Though all turtles breathe air, aquatic turtles such as sliders (Trachemys scripta) and painted turtles (Chrysemys picta) can stay underwater for quite some time. Because of their slow metabolisms and adaptations for extracting oxygen from the water, some species can even spend the entire winter underwater.
Turtles are ectothermic animals, commonly called "cold-blooded," that warm their bodies via external sources like warm water and sunlight. While a turtle’s metabolic rate is always rather low compared to warm-blooded animals, it does fluctuate with the temperature. When the temperatures are cool, the metabolism of a turtle is slow; when the temperatures are warm, the turtle’s metabolism speeds up. The faster the metabolism is, the more oxygen a turtle needs.
Most often, pet turtles will only stay underwater for a few minutes at a time. In warm temperatures, where most pet turtles are maintained, they must breathe regularly. At night, this may change as your pet’s metabolism slows a bit -- sleeping turtles may stay underwater for a few hours at a time.
Few studies exist documenting the breath-holding behavior of turtles while at high temperatures -- most work has been done on hibernating turtles. One exception is a study conducted in 1970 by C. Lenfant , et al, of the University of Washington. This study observed the breathing behavior of the mata mata turtle (Chelys fimrbiata). In the study, turtles held their breath for an average of 35 minutes when undisturbed.
Some aquatic turtles from northern areas will hibernate underwater. Typically, the turtle swims to the lake or river bottom and buries itself in the substrate, at which point the turtle's metabolic rate drops significantly and the turtle needs little oxygen and no food for a period of months. During this time, most turtles absorb some of the oxygen they need directly from the water via specialized structures in the throat and cloaca. Sometimes, oxygen levels in the water can drop dangerously low, particularly in extremely cold lakes. Snapping turtles (Chelydra serpentina) and painted turtles are able to survive in these anoxic waters by using anerobic metabolism and active chemical buffering processes.

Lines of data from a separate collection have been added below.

use livetrader_chat::{ChatBackend, ChatClient, ANONYMOUS_USER};
use livetrader_market_data::{QuoteSink, QuoteUpdate};
use tokio::io::{AsyncBufReadExt, BufReader};
use tracing_subscriber::prelude::*;
use tracing_subscriber::{fmt, EnvFilter};

pub fn init_tracing() {
    let log_format = std::env::var("LIVETRADER_LOG_FORMAT").unwrap_or_else(|_| "text".to_string());
    let filter = EnvFilter::try_from_default_env().unwrap_or_else(|_| EnvFilter::new("info"));
    let registry = tracing_subscriber::registry().with(filter);

    if log_format.eq_ignore_ascii_case("json") {
        registry
            .with(fmt::layer().json().with_current_span(false))
            .init();
    } else {
        registry
            .with(fmt::layer().with_target(true).with_line_number(true))
            .init();
    }
}

/// Prints every refresh update as a log line.
pub struct LoggingSink;

impl QuoteSink for LoggingSink {
    fn publish(&self, update: QuoteUpdate) {
        match update {
            QuoteUpdate::MarketStatus { open } => {
                tracing::info!(market_open = open, "Market is {}", if open { "open" } else { "closed" });
            }
            QuoteUpdate::Quote(quote) => {
                tracing::info!(
                    symbol = %quote.symbol,
                    source = %quote.source,
                    synthetic = quote.is_synthetic(),
                    "{} {} ({:+} / {:+}%)",
                    quote.symbol,
                    quote.price.round_dp(2),
                    quote.change.round_dp(2),
                    quote.change_percent.round_dp(2),
                );
            }
        }
    }
}

/// Chat client for `LIVETRADER_CHAT_URL`, if set.
pub fn chat_client_from_env() -> anyhow::Result<Option<ChatClient>> {
    match std::env::var("LIVETRADER_CHAT_URL") {
        Ok(url) if !url.trim().is_empty() => {
            let client = ChatClient::new(&url)?;
            tracing::info!("Chat backend: {}", client.endpoint());
            Ok(Some(client))
        }
        _ => {
            tracing::debug!("LIVETRADER_CHAT_URL not set, chat disabled");
            Ok(None)
        }
    }
}

/// Read questions line by line from stdin and log the answers.
pub async fn run_chat_prompt(client: ChatClient) {
    let user_id = std::env::var("LIVETRADER_USER_ID").unwrap_or_else(|_| ANONYMOUS_USER.to_string());
    let mut lines = BufReader::new(tokio::io::stdin()).lines();

    loop {
        let line = match lines.next_line().await {
            Ok(Some(line)) => line,
            Ok(None) => break,
            Err(e) => {
                tracing::warn!("Failed to read stdin: {}", e);
                break;
            }
        };
        if line.trim().is_empty() {
            continue;
        }

        match client.send(&line, &user_id).await {
            Ok(reply) => tracing::info!(target: "chat", "{}", reply.response),
            Err(e) => tracing::warn!(target: "chat", "{}", e.user_message()),
        }
    }
}
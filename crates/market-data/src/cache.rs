//! In-memory TTL cache for fetched market data.
//!
//! Entries are written on every successful fetch and overwritten by the next
//! one. Validity is computed lazily at read time against a TTL supplied by the
//! caller; nothing is ever evicted, so the key space must stay small (a fixed
//! set of tracked symbols).

use std::collections::HashMap;
use std::hash::Hash;
use std::sync::{Mutex, MutexGuard};
use std::time::Duration;

use log::warn;
use tokio::time::Instant;

use crate::models::{DataKind, IndicatorKind, Interval};

/// A cached value and when it was stored.
#[derive(Clone, Debug)]
struct CacheEntry<V> {
    value: V,
    inserted_at: Instant,
}

/// Result of a cache read: the stored value and whether it is still fresh.
#[derive(Clone, Debug, PartialEq)]
pub struct Lookup<V> {
    pub value: V,
    pub valid: bool,
}

/// Key -> (value, insertion instant) store.
pub struct TtlCache<K, V> {
    entries: Mutex<HashMap<K, CacheEntry<V>>>,
}

impl<K, V> TtlCache<K, V>
where
    K: Eq + Hash,
    V: Clone,
{
    pub fn new() -> Self {
        Self {
            entries: Mutex::new(HashMap::new()),
        }
    }

    /// Lock the entries, recovering from poison.
    ///
    /// A poisoned cache only means a writer panicked mid-insert; the map
    /// itself is still usable.
    fn lock_entries(&self) -> MutexGuard<'_, HashMap<K, CacheEntry<V>>> {
        self.entries.lock().unwrap_or_else(|poisoned| {
            warn!("Market data cache mutex was poisoned, recovering");
            poisoned.into_inner()
        })
    }

    /// Read an entry. `valid` is `age < ttl`.
    pub fn get(&self, key: &K, ttl: Duration) -> Option<Lookup<V>> {
        let entries = self.lock_entries();
        entries.get(key).map(|entry| Lookup {
            value: entry.value.clone(),
            valid: entry.inserted_at.elapsed() < ttl,
        })
    }

    /// Read an entry only if it is still fresh.
    pub fn get_valid(&self, key: &K, ttl: Duration) -> Option<V> {
        self.get(key, ttl)
            .filter(|lookup| lookup.valid)
            .map(|lookup| lookup.value)
    }

    /// Store a value stamped with the current instant, replacing any previous entry.
    pub fn put(&self, key: K, value: V) {
        let mut entries = self.lock_entries();
        entries.insert(
            key,
            CacheEntry {
                value,
                inserted_at: Instant::now(),
            },
        );
    }

    pub fn len(&self) -> usize {
        self.lock_entries().len()
    }

    pub fn is_empty(&self) -> bool {
        self.lock_entries().is_empty()
    }
}

impl<K, V> Default for TtlCache<K, V>
where
    K: Eq + Hash,
    V: Clone,
{
    fn default() -> Self {
        Self::new()
    }
}

/// Cache key composed from data kind, symbol and request parameters.
#[derive(Clone, Debug, PartialEq, Eq, Hash)]
pub struct CacheKey(String);

impl CacheKey {
    pub fn quote(symbol: &str) -> Self {
        Self(format!("{}:{}", DataKind::Quote, symbol.to_uppercase()))
    }

    pub fn historical(symbol: &str, interval: Interval) -> Self {
        Self(format!(
            "{}:{}:{}",
            DataKind::Historical,
            symbol.to_uppercase(),
            interval
        ))
    }

    pub fn indicator(symbol: &str, kind: IndicatorKind) -> Self {
        Self(format!(
            "{}:{}:{}",
            DataKind::Indicator,
            symbol.to_uppercase(),
            kind
        ))
    }

    pub fn as_str(&self) -> &str {
        &self.0
    }
}

#[cfg(test)]
mod tests {
    use super::*;

    #[tokio::test(start_paused = true)]
    async fn test_fresh_entry_is_valid() {
        let cache: TtlCache<CacheKey, u32> = TtlCache::new();
        cache.put(CacheKey::quote("AAPL"), 7);

        let lookup = cache
            .get(&CacheKey::quote("AAPL"), Duration::from_secs(60))
            .unwrap();
        assert_eq!(lookup.value, 7);
        assert!(lookup.valid);
    }

    #[tokio::test(start_paused = true)]
    async fn test_entry_expires_at_ttl() {
        let cache: TtlCache<CacheKey, u32> = TtlCache::new();
        let key = CacheKey::quote("MSFT");
        let ttl = Duration::from_secs(60);
        cache.put(key.clone(), 1);

        tokio::time::advance(Duration::from_secs(59)).await;
        assert!(cache.get(&key, ttl).unwrap().valid);

        tokio::time::advance(Duration::from_secs(1)).await;
        let lookup = cache.get(&key, ttl).unwrap();
        assert!(!lookup.valid);
        // Stale entries are kept, not evicted
        assert_eq!(lookup.value, 1);
        assert!(cache.get_valid(&key, ttl).is_none());
    }

    #[tokio::test(start_paused = true)]
    async fn test_put_overwrites_and_refreshes() {
        let cache: TtlCache<CacheKey, u32> = TtlCache::new();
        let key = CacheKey::quote("TSLA");
        let ttl = Duration::from_secs(30);

        cache.put(key.clone(), 1);
        tokio::time::advance(Duration::from_secs(45)).await;
        cache.put(key.clone(), 2);

        assert_eq!(cache.get_valid(&key, ttl), Some(2));
        assert_eq!(cache.len(), 1);
    }

    #[test]
    fn test_missing_key() {
        let cache: TtlCache<CacheKey, u32> = TtlCache::new();
        assert!(cache.is_empty());
        assert!(cache
            .get(&CacheKey::quote("NOPE"), Duration::from_secs(1))
            .is_none());
    }

    #[test]
    fn test_keys_include_request_parameters() {
        assert_eq!(CacheKey::quote("aapl").as_str(), "quote:AAPL");
        assert_eq!(
            CacheKey::historical("AAPL", Interval::FiveMinutes).as_str(),
            "historical:AAPL:5min"
        );
        assert_ne!(
            CacheKey::indicator("AAPL", IndicatorKind::Rsi),
            CacheKey::indicator("AAPL", IndicatorKind::Macd)
        );
    }
}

Scientists have studied breath-holding behaviors in sea turtles more thoroughly than in freshwater turtles. The leatherback sea turtle (Dermochelys coriacea), a species that frequents cold waters, holds the record for holding its breath -- just over seven hours spent underwater. While the biology of sea turtles differs greatly from freshwater turtles, it's possible freshwater turtles are capable of similar feats, even at high temperatures.